Application: Is metric difference in two user group significantly different?

  • We want to check if regression coefficient is statistically significant

Application:

  • Prediction model context: Checking significance of the model coefficients.
  • A/B testing (causal relationship) context: Checking if treatment effect coefficient is significant.

Framework

Hypothesis setup

  • We have estimated value for the true value \(\beta_1\), as \(\beta_{null}\)
  • We are checking if \(\beta_1\), and \(\hat{\beta_1}\) are close enough (Similar)
\[ H0 \text{ (Null Hypothesis)}: \beta_1 = \beta_{null} , \\ \text{or,} \quad \beta_1 - \beta_{null} = 0 \]
\[ H1 \text{ (Alternative Hypothesis)}: \beta_1 \neq \beta_{null}, \\ \text{or,} \quad \beta_1 - \beta_{null} \neq 0 \]
  • Usually, when we are checking if treatment effect is significant (if \(\beta_1\) is not 0), we set \(\beta_{null} = 0\)

Interpretation

  • Since we don’t have enough clue (backup) to believe \(\beta_1\) value is significant, we start by assuming H0 (Null Hypothesis).
  • If there are significant level of clue to believe \(\beta_1\) is not 0, then we reject null and take H1 (Alternative hypothesis)

Get t-statistic and run T-test

\[ t = \frac{\beta_1 - \beta_{null}}{s_{\beta_1}} \]
  • Implication: Normalize gap between true value (\(\beta_1\)), and hypothesized value (\(\beta_{null}\))
  • Interpretation:
  • If \(t\) is small, (or close to 0), it means hypothesized value (\(\beta_{null}\), or 0) is close to the true value.
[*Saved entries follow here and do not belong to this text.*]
//! Error types for the ingestion pipeline.

use std::time::Duration;
use thiserror::Error;

/// Result type alias using the crate's error type.
pub type Result<T> = std::result::Result<T, Error>;

/// Errors that can occur during ingestion.
#[derive(Error, Debug)]
pub enum Error {
    /// Missing or unusable credential. Never retried.
    #[error("authentication error: {0}")]
    Auth(String),

    /// Upstream answered with an error status.
    #[error("HTTP {status}: {body}")]
    Http {
        /// Response status code.
        status: u16,
        /// Leading part of the response body.
        body: String,
    },

    /// Network-level failure talking to the upstream feed.
    #[error("transport error: {0}")]
    Transport(#[from] reqwest::Error),

    /// No bytes arrived within the read timeout.
    #[error("no data received for {0:?}")]
    ReadTimeout(Duration),

    /// The retry budget ran out before a connection was established.
    #[error("connection retries exhausted after {attempts} attempts in {elapsed:?}: {last_error}")]
    ConnectionExhausted {
        /// Connection attempts made.
        attempts: u32,
        /// Time spent retrying.
        elapsed: Duration,
        /// Error from the final attempt.
        last_error: String,
    },

    /// Shutdown was requested while the operation was in progress.
    #[error("operation cancelled by shutdown")]
    Cancelled,

    /// I/O error.
    #[error("I/O error: {0}")]
    Io(#[from] std::io::Error),

    /// Parquet encoding error.
    #[error("Parquet error: {0}")]
    Parquet(#[from] parquet::errors::ParquetError),

    /// Arrow conversion error.
    #[error("Arrow error: {0}")]
    Arrow(#[from] arrow::error::ArrowError),

    /// Message bus error.
    #[error("message bus error: {0}")]
    Bus(String),

    /// Configuration error.
    #[error("configuration error: {0}")]
    Config(String),

    /// Error from the core crate.
    #[error(transparent)]
    Core(#[from] firehose_core::Error),
}

impl Error {
    /// Whether a connection attempt that failed with this error should be
    /// retried.
    pub fn is_retryable(&self) -> bool {
        matches!(
            self,
            Self::Http { status, .. } if *status >= 400
        ) || matches!(
            self,
            Self::Transport(_) | Self::ReadTimeout(_) | Self::Io(_)
        )
    }

    /// Whether this error must terminate the process.
    pub fn is_fatal(&self) -> bool {
        matches!(self, Self::Auth(_) | Self::Config(_))
    }
}

#[cfg(test)]
mod tests {
    use super::*;

    #[test]
    fn test_http_errors_are_retryable() {
        for status in [400u16, 401, 403, 429, 500, 503] {
            let err = Error::Http {
                status,
                body: String::new(),
            };
            assert!(err.is_retryable(), "status {} should be retryable", status);
            assert!(!err.is_fatal());
        }
    }

    #[test]
    fn test_auth_is_fatal_and_not_retryable() {
        let err = Error::Auth("bearer token is not set".to_string());
        assert!(!err.is_retryable());
        assert!(err.is_fatal());
    }

    #[test]
    fn test_read_timeout_is_retryable() {
        assert!(Error::ReadTimeout(Duration::from_secs(90)).is_retryable());
    }

    #[test]
    fn test_exhausted_and_cancelled_are_neither() {
        let exhausted = Error::ConnectionExhausted {
            attempts: 12,
            elapsed: Duration::from_secs(3600),
            last_error: "HTTP 503: busy".to_string(),
        };
        assert!(!exhausted.is_retryable());
        assert!(!exhausted.is_fatal());
        assert!(!Error::Cancelled.is_retryable());
        assert!(!Error::Cancelled.is_fatal());
    }

    #[test]
    fn test_exhausted_display() {
        let err = Error::ConnectionExhausted {
            attempts: 3,
            elapsed: Duration::from_secs(2),
            last_error: "HTTP 500: oops".to_string(),
        };
        let msg = err.to_string();
        assert!(msg.contains("3 attempts"));
        assert!(msg.contains("HTTP 500: oops"));
    }

    #[test]
    fn test_http_display() {
        let err = Error::Http {
            status: 429,
            body: "Too Many Requests".to_string(),
        };
        assert_eq!(err.to_string(), "HTTP 429: Too Many Requests");
    }
}
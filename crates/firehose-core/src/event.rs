//! Stream records and their decoding.
//!
//! The upstream feed delivers one JSON object per line:
//!
//! ```text
//! {"data": {"id": "...", "text": "...", "author_id": "..."},
//!  "includes": {"users": [{"id": "...", "username": "...", "name": "..."}]}}
//! ```
//!
//! [`decode_line`] classifies each raw line as either an [`Event`] or a
//! [`SkipReason`]. Keep-alive newlines and malformed fragments are expected
//! noise on the wire and never surface as errors.

use crate::error::{Error, Result};
use serde::Serialize;
use serde_json::{Map, Value};

/// A decoded record from the upstream feed.
///
/// Holds the full JSON object as received. Accessors read from the `data`
/// object and from the author sub-record (`includes.users[0]`); any of
/// them may be absent.
#[derive(Debug, Clone, PartialEq)]
pub struct Event {
    record: Map<String, Value>,
}

impl Event {
    /// Parse a JSON object into an event.
    ///
    /// # Errors
    ///
    /// Returns an error if the text is not valid JSON or is valid JSON but not
    /// an object.
    pub fn from_json(text: &str) -> Result<Self> {
        match serde_json::from_str::<Value>(text)? {
            Value::Object(record) => Ok(Self { record }),
            other => Err(Error::InvalidRecord(format!(
                "expected a JSON object, got {}",
                json_kind(&other)
            ))),
        }
    }

    /// The `data` object carrying the primary record fields.
    pub fn data(&self) -> Option<&Map<String, Value>> {
        self.record.get("data").and_then(Value::as_object)
    }

    /// The author sub-record: the first entry of `includes.users`.
    pub fn author(&self) -> Option<&Map<String, Value>> {
        self.record
            .get("includes")?
            .get("users")?
            .as_array()?
            .first()?
            .as_object()
    }

    /// Record ID.
    pub fn id(&self) -> Option<String> {
        self.data_field("id")
    }

    /// Record text.
    pub fn text(&self) -> Option<String> {
        self.data_field("text")
    }

    /// ID of the authoring user.
    pub fn author_id(&self) -> Option<String> {
        self.data_field("author_id")
    }

    /// Creation timestamp as sent upstream (RFC 3339).
    pub fn created_at(&self) -> Option<String> {
        self.data_field("created_at")
    }

    /// Detected language code.
    pub fn lang(&self) -> Option<String> {
        self.data_field("lang")
    }

    /// Author handle.
    pub fn username(&self) -> Option<String> {
        self.author_field("username")
    }

    /// Author display name.
    pub fn display_name(&self) -> Option<String> {
        self.author_field("name")
    }

    /// Serialize the full record back to JSON bytes.
    pub fn to_json_bytes(&self) -> Result<Vec<u8>> {
        Ok(serde_json::to_vec(&self.record)?)
    }

    fn data_field(&self, name: &str) -> Option<String> {
        self.data()?.get(name).and_then(field_text)
    }

    fn author_field(&self, name: &str) -> Option<String> {
        self.author()?.get(name).and_then(field_text)
    }
}

/// Why a line produced no event.
#[derive(Debug, Clone, Copy, PartialEq, Eq)]
pub enum SkipReason {
    /// Empty or whitespace-only line (stream keep-alive).
    Blank,
    /// Not a JSON object.
    Malformed,
}

impl SkipReason {
    /// Label used in logs and metrics.
    pub fn as_str(self) -> &'static str {
        match self {
            Self::Blank => "blank",
            Self::Malformed => "malformed",
        }
    }
}

/// Outcome of decoding one raw line.
#[derive(Debug, Clone, PartialEq)]
pub enum Decoded {
    /// The line held a record.
    Event(Event),
    /// The line is discarded.
    Skip(SkipReason),
}

/// Decode one raw line from the feed.
///
/// Never fails: anything that does not parse as a JSON object is skipped.
pub fn decode_line(line: &str) -> Decoded {
    let trimmed = line.trim();
    if trimmed.is_empty() {
        return Decoded::Skip(SkipReason::Blank);
    }

    match Event::from_json(trimmed) {
        Ok(event) => Decoded::Event(event),
        Err(e) => {
            tracing::debug!("Skipping malformed line: {}", e);
            Decoded::Skip(SkipReason::Malformed)
        }
    }
}

/// Flat projection of an [`Event`] written to batch files.
///
/// Every column is nullable; missing source fields become `None`.
#[derive(Debug, Clone, Default, PartialEq, Eq, Serialize)]
pub struct EventRow {
    pub id: Option<String>,
    pub text: Option<String>,
    pub author_id: Option<String>,
    pub created_at: Option<String>,
    pub lang: Option<String>,
    pub user_username: Option<String>,
    pub user_name: Option<String>,
}

impl EventRow {
    /// Column names in file order.
    pub const COLUMNS: [&'static str; 7] = [
        "id",
        "text",
        "author_id",
        "created_at",
        "lang",
        "user_username",
        "user_name",
    ];
}

impl From<&Event> for EventRow {
    fn from(event: &Event) -> Self {
        Self {
            id: event.id(),
            text: event.text(),
            author_id: event.author_id(),
            created_at: event.created_at(),
            lang: event.lang(),
            user_username: event.username(),
            user_name: event.display_name(),
        }
    }
}

/// Render a JSON value as column text. Strings are taken verbatim, other
/// scalars and containers as their JSON form, null as missing.
fn field_text(value: &Value) -> Option<String> {
    match value {
        Value::Null => None,
        Value::String(s) => Some(s.clone()),
        other => Some(other.to_string()),
    }
}

fn json_kind(value: &Value) -> &'static str {
    match value {
        Value::Null => "null",
        Value::Bool(_) => "boolean",
        Value::Number(_) => "number",
        Value::String(_) => "string",
        Value::Array(_) => "array",
        Value::Object(_) => "object",
    }
}
//! Properties of the digestion and mass model over random proteins

use pepmass_core::enzyme::{cleave, elementary_fragments, CleavageRule, Enzyme, RULES};
use pepmass_core::mass::{Composition, MassTable, H2O};
use pepmass_core::peptide::PeptideCache;
use quickcheck::{Arbitrary, Gen};
use quickcheck_macros::quickcheck;
use std::collections::HashSet;

// Heavy on K, R and P so that sites and proline exceptions are common
const ALPHABET: &[u8] = b"ACDEFGHIKLMNPQRSTVWYKKRRPP";

#[derive(Clone, Debug)]
struct Protein(String);

impl Arbitrary for Protein {
    fn arbitrary(g: &mut Gen) -> Self {
        let len = 1 + usize::arbitrary(g) % 60;
        Protein(
            (0..len)
                .map(|_| *g.choose(ALPHABET).expect("non-empty alphabet") as char)
                .collect(),
        )
    }

    fn shrink(&self) -> Box<dyn Iterator<Item = Self>> {
        Box::new(
            self.0
                .shrink()
                .filter(|s| !s.is_empty() && s.bytes().all(|b| ALPHABET.contains(&b)))
                .map(Protein),
        )
    }
}

fn trypsin() -> Enzyme {
    Enzyme::named("trypsin").unwrap()
}

#[quickcheck]
fn zero_missed_cleavages_is_partition(protein: Protein) -> bool {
    let tryp = trypsin();
    let fragments = elementary_fragments(&protein.0, &tryp).unwrap();
    let peptides = cleave(&protein.0, &tryp, 0).unwrap();

    let unique = fragments.iter().copied().collect::<HashSet<_>>();
    fragments.concat() == protein.0
        && fragments.iter().all(|f| !f.is_empty())
        && peptides.iter().copied().collect::<HashSet<_>>() == unique
        && peptides.len() == unique.len()
}

#[quickcheck]
fn missed_cleavages_are_monotonic(protein: Protein, k: u8) -> bool {
    let k = (k % 4) as usize + 1;
    let tryp = trypsin();
    let fewer = cleave(&protein.0, &tryp, k - 1)
        .unwrap()
        .into_iter()
        .collect::<HashSet<_>>();
    let more = cleave(&protein.0, &tryp, k)
        .unwrap()
        .into_iter()
        .collect::<HashSet<_>>();

    // Every peptide must be a run of at most k + 1 consecutive fragments
    let fragments = elementary_fragments(&protein.0, &tryp).unwrap();
    let runs = (1..=k + 1)
        .flat_map(|n| fragments.windows(n).map(|w| w.concat()))
        .collect::<HashSet<_>>();

    fewer.is_subset(&more) && more.iter().all(|p| runs.contains(*p))
}

#[quickcheck]
fn every_rule_scan_matches_predicate(protein: Protein) -> bool {
    let sequence = protein.0.as_bytes();
    RULES.iter().all(|(name, ..)| {
        let enzyme = Enzyme::named(name).unwrap();
        let scanned = (0..sequence.len() - 1)
            .filter(|&p| enzyme.cleaves_after(sequence, p))
            .map(|p| p + 1)
            .collect::<Vec<_>>();
        scanned == enzyme.cleavage_sites(sequence)
    })
}

#[quickcheck]
fn mass_is_additive(a: Protein, b: Protein) -> bool {
    let table = MassTable::standard();
    let mass = |s: &str| table.calculate_mass(&Composition::new(s)).unwrap();
    let joined = format!("{}{}", a.0, b.0);
    (mass(&joined) - (mass(&a.0) + mass(&b.0) - H2O)).abs() < 1e-6
}

#[quickcheck]
fn cache_matches_direct_calculation(protein: Protein) -> bool {
    let cache = PeptideCache::default();
    let table = MassTable::standard();
    let peptides = cleave(&protein.0, &trypsin(), 2).unwrap();
    for peptide in &peptides {
        let cached = cache.get_or_compute(peptide).unwrap();
        let direct = table.calculate_mass(&Composition::new(peptide)).unwrap();
        if cached.monoisotopic.to_bits() != direct.to_bits() {
            return false;
        }
    }
    for peptide in &peptides {
        cache.get_or_compute(peptide).unwrap();
    }
    cache.computations() == peptides.len()
}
This means we have enough clue to take H0 (\(\beta_1\) is close to 0)
  • If \(t\) is large enough, it means \(\beta_1\) is not likely to be 0, so we could reject null.

Significance level - deciding if \(t\) is ‘large enough’

  1. Pick Significance Level \(\alpha\): Probability of rejecting Null when it’s true
  2. Get a critical value: \(t^*_{N-2, \alpha/2}\) (1.96 when \(\alpha\) = 95%)
  3. Check if \(t\) value deviates critical value range: If \(t = |\frac{b_1 - \beta^1}{s_{b1}}| >t^*_{N-2, \alpha/2}\), then \(t\) Is ‘large enough’** so we can reject null.

P-Value: ‘How small’ T should be?

  • P value: \(p = Pr(| t^*_{N-2, \alpha/2}| \geq |t|)\)
  • Probability of \(t\) being smaller than critical value
  • Probability of rejecting null, when \(t\) Is large enough
  • Conclusion: Smaller P-value implies, \(t\) is more likely to be large.

Rule of Thumb : P value < 0.05

  • In many cases we take 95% of critical value
  • Under 95% critical value, we can reject null under P value < 0.05

Application

Regression coefficient significance

Setting

Assume we have estimated coefficient for Linear Regression (Linear Regression and Coefficient

Where true line is:

\[ Y = β₀ + β₁X + ε \]

Estimated model is:

\[ Y = \hat{β₀} + \hat{β₁X} + \hat{ε} \]

Hypothesis setting

  • We want to know if X has significant effect on Y based on the given data
  • Therefore, we hypothesize if true value of \(\beta_1 = \hat{\beta_1}= 0\), so here \(\beta_{null} =0\)
\[ Y = \hat{β₀} + \hat{β₁X} + \hat{ε} \]
\[ H0 \text{ (Null Hypothesis)}: \beta_1 = \beta_{null} , \\ \text{or,} \quad \beta_1 - \beta_{null} = 0 \]
\[ H1 \text{ (Alternative Hypothesis)}: \beta_1 \neq \beta_{null}, \\ \text{or,} \quad \beta_1 - \beta_{null} \neq 0 \]

T-test

  • We can get t-statistic value from the trained linear model.
\[ t = \frac{\beta_1}{s_{\beta_1}} \]
  • Compute P-value, and check if p-value is lower than 0.05

Interpretation

  • If p-value for the coefficient is lower than 0.05, we can say the coefficient value is ‘statistically significant’.

  • If the coefficient is not significant, we cannot trust the coefficient value, we cause we lack ground to say \(\beta_1 \neq 0\).

  • In this case, we say the precision if coefficient is low, (High standard error Standard Error). To increase precision:

  • Increase sample size \(N\)

  • Guarantee variation of the sample data \(X\) (\(Var(X)\))
  • Take more control variables (Using control variables ) / features into regression, to reduce variance of \(e\) ( \(s^2\) )

Comparison of two group’s statistical value (TBD)

Takeaways and Important points.

  • When we reject null, we can say value of \(\beta_1\) is statistically significant, and trust the estimated coefficient value.

  • Caution: It is not appropriate to say ‘True

\(\beta_1\) value is close to 0’ when we don’t reject null

  • More appropriate interpretation: ‘We cannot say \(\beta_1\) is not 0 based on the current data, so cannot trust the coefficient. ’